In the last decade, minerals and more generally terrestrial and oceanic rocks have been investigated for the presence of microbial communities on their surfaces (5, 6, 7, 14, 23, 24, 25, 27, 44). Due to their nutritive value, minerals can be considered a true ecological habitat giving excellent physical support for the development of specific microbial communities (8, 11, 12, 21, 30, 43, 54). As an example, Gleeson et al. (21) demonstrated that the taxonomic structure of the bacterial communities colonizing granite minerals was not homogenous and varied in relation with the mineral crystals (muscovite, plagioclase, K-feldspar, and quartz) present in this granite. Our knowledge of the bacterial communities colonizing soil minerals, in contrast to those colonizing rocks, is very limited (13, 54). However, through the mineral-weathering process, soil minerals impact the bioavailability of nutritive cations in the soil, and the modifications of the concentrations of the nutritive cations due to weathering are expected to influence the taxonomic and functional diversity of the bacterial communities colonizing mineral surfaces compared to those of the surrounding bulk soil (13, 40, 54).

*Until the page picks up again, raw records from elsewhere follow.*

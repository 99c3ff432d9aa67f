//! Card presence detection
//!
//! Decides whether a prepared reference card is visible on a captured
//! screen: descriptor matching followed by homography verification, tried
//! across the template's scale levels with early exit on the first hit.

use super::config::DetectorConfig;
use super::features::{ImageFeatures, extract_features, match_descriptors};
use super::homography::find_homography;
use image::GrayImage;

/// Seed for RANSAC sampling; fixed so detection is reproducible.
const RANSAC_SEED: u64 = 0x51CA_7D5E;

/// Outcome of one template-vs-screen check.
///
/// `confidence` is a percentage in [0, 100] and carries no meaning when
/// `matched` is false.
#[derive(Debug, Clone, Copy)]
pub struct DetectionResult {
    pub matched: bool,
    pub confidence: f32,
}

impl DetectionResult {
    pub fn not_found() -> Self {
        Self {
            matched: false,
            confidence: 0.0,
        }
    }

    pub fn found(confidence: f32) -> Self {
        Self {
            matched: true,
            confidence,
        }
    }
}

/// One precomputed scale level of a reference card.
#[derive(Debug, Clone)]
pub struct ScaleLevel {
    pub scale: f32,
    pub features: ImageFeatures,
}

/// Reference card prepared for matching: keypoints and descriptors
/// precomputed per scale level at load time.
#[derive(Debug, Clone)]
pub struct CardTemplate {
    pub name: String,
    pub levels: Vec<ScaleLevel>,
}

impl CardTemplate {
    /// Prepare a card from its grayscale pixels.
    ///
    /// Scale levels run from 1.0 down to `config.min_scale`; scales that
    /// would shrink either dimension below `config.min_scaled_dim` are
    /// skipped.
    pub fn prepare(name: &str, gray: &GrayImage, config: &DetectorConfig) -> Self {
        let mut levels = Vec::new();
        for scale in scale_steps(config) {
            let scaled_w = (gray.width() as f32 * scale) as u32;
            let scaled_h = (gray.height() as f32 * scale) as u32;
            if scaled_w < config.min_scaled_dim || scaled_h < config.min_scaled_dim {
                continue;
            }

            let features = if (scale - 1.0).abs() < 0.01 {
                extract_features(gray, config)
            } else {
                let scaled = image::imageops::resize(
                    gray,
                    scaled_w,
                    scaled_h,
                    image::imageops::FilterType::Lanczos3,
                );
                extract_features(&scaled, config)
            };
            levels.push(ScaleLevel { scale, features });
        }
        Self {
            name: name.to_string(),
            levels,
        }
    }
}

fn scale_steps(config: &DetectorConfig) -> Vec<f32> {
    let steps = config.scale_steps.max(1);
    if steps == 1 {
        return vec![1.0];
    }
    let delta = (1.0 - config.min_scale) / (steps - 1) as f32;
    (0..steps).map(|i| 1.0 - delta * i as f32).collect()
}

/// Features extracted from one screen capture, shared across all templates
/// evaluated in the same poll tick.
#[derive(Debug, Clone)]
pub struct ScreenFeatures {
    pub features: ImageFeatures,
}

/// Feature-based card detector.
///
/// Pure function of (template features, screen features); no state is
/// retained between calls.
pub struct CardDetector {
    config: DetectorConfig,
}

impl CardDetector {
    pub fn new(config: DetectorConfig) -> Self {
        Self { config }
    }

    pub fn config(&self) -> &DetectorConfig {
        &self.config
    }

    /// Extract screen features once per captured frame.
    pub fn extract_screen(&self, screen: &GrayImage) -> ScreenFeatures {
        let features = extract_features(screen, &self.config);
        if self.config.debug_enabled {
            println!(
                "🔍 Screen {}x{}: {} keypoints",
                screen.width(),
                screen.height(),
                features.len()
            );
        }
        ScreenFeatures { features }
    }

    /// Check whether the card is present on the screen.
    ///
    /// Malformed or empty captures simply yield not-found; this never
    /// fails.
    pub fn detect(&self, template: &CardTemplate, screen: &ScreenFeatures) -> DetectionResult {
        let min = self.config.min_match_count;
        if screen.features.len() < min {
            return DetectionResult::not_found();
        }

        for level in &template.levels {
            if level.features.len() < min {
                continue;
            }

            let mut matches =
                match_descriptors(&level.features.descriptors, &screen.features.descriptors);
            matches.truncate(self.config.max_good_matches);
            if matches.len() < min {
                continue;
            }

            let src: Vec<(f64, f64)> = matches
                .iter()
                .map(|m| {
                    let kp = &level.features.keypoints[m.query_idx];
                    (kp.x as f64, kp.y as f64)
                })
                .collect();
            let dst: Vec<(f64, f64)> = matches
                .iter()
                .map(|m| {
                    let kp = &screen.features.keypoints[m.train_idx];
                    (kp.x as f64, kp.y as f64)
                })
                .collect();

            let Some(fit) = find_homography(
                &src,
                &dst,
                self.config.ransac_reproj_threshold,
                self.config.ransac_iterations,
                RANSAC_SEED,
            ) else {
                continue;
            };

            if fit.inlier_count >= min {
                let confidence = fit.inlier_count as f32 / matches.len() as f32 * 100.0;
                log::debug!(
                    "Card '{}' found at scale {:.1}: {}/{} inliers ({:.2}%)",
                    template.name,
                    level.scale,
                    fit.inlier_count,
                    matches.len(),
                    confidence
                );
                return DetectionResult::found(confidence);
            }
        }

        DetectionResult::not_found()
    }
}
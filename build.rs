use std::env;
use std::process::Command;
use time::OffsetDateTime;

fn main() {
    println!("cargo:rerun-if-env-changed=SOURCE_DATE_EPOCH");

    let build_year = env::var("SOURCE_DATE_EPOCH")
        .ok()
        .and_then(|raw| raw.parse::<i64>().ok())
        .and_then(|epoch| OffsetDateTime::from_unix_timestamp(epoch).ok())
        .map(|dt| dt.year())
        .unwrap_or_else(|| OffsetDateTime::now_utc().year());

    println!("cargo:rustc-env=APP_BUILD_YEAR={build_year}");
    println!("cargo:rerun-if-env-changed=CARGO_PKG_VERSION");

    let package_version = env::var("CARGO_PKG_VERSION").unwrap_or_else(|_| "0.0.0".to_string());

    // Release builds always show the plain package version; debug builds
    // get a -dev suffix unless HEAD carries the matching release tag.
    let profile = env::var("PROFILE").unwrap_or_default();
    let display_version = if profile == "release" {
        package_version.clone()
    } else {
        println!("cargo:rerun-if-changed=.git/HEAD");
        println!("cargo:rerun-if-changed=.git/refs/tags");

        let expected_tag = format!("v{package_version}");
        let git_tag = Command::new("git")
            .args(["describe", "--tags", "--exact-match"])
            .output()
            .ok()
            .and_then(|output| {
                if output.status.success() {
                    String::from_utf8(output.stdout)
                        .ok()
                        .map(|s| s.trim().to_string())
                } else {
                    None
                }
            });

        if matches!(git_tag.as_deref(), Some(tag) if tag == expected_tag) {
            package_version.clone()
        } else {
            format!("{package_version}-dev")
        }
    };

    println!("cargo:rustc-env=APP_VERSION_DISPLAY={display_version}");
    println!("cargo:rustc-env=APP_VERSION_SEMVER={package_version}");
}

To date, the ability to weather minerals has been demonstrated for a large range of bacterial strains isolated from various environments such as the rhizosphere of several plants (10, 32, 39, 49) and granite samples from the Damma glacier (19, 30). This ability was notably reported for bacteria belonging to the Arthrobacter, Bacillus, Burkholderia, and Collimonas genera (3, 19, 33, 46, 51, 56, 57). Among these isolates, strains that belong to the betaproteobacterial genera Burkholderia and Collimonas and that were isolated from forest soil were characterized by higher mineral-weathering efficacy (31, 49, 51). Given the current absence of marker genes identified with mineral-weathering functions, these two bacterial genera and more especially their relative abundance have been proposed as bioindicators of bacterial weathering potential in forest soils (53). However, all these conclusions need to be confirmed for the mineral-associated bacterial communities in order to determine their mineral-weathering ability and their potential role in nutrient cycling in forest soils.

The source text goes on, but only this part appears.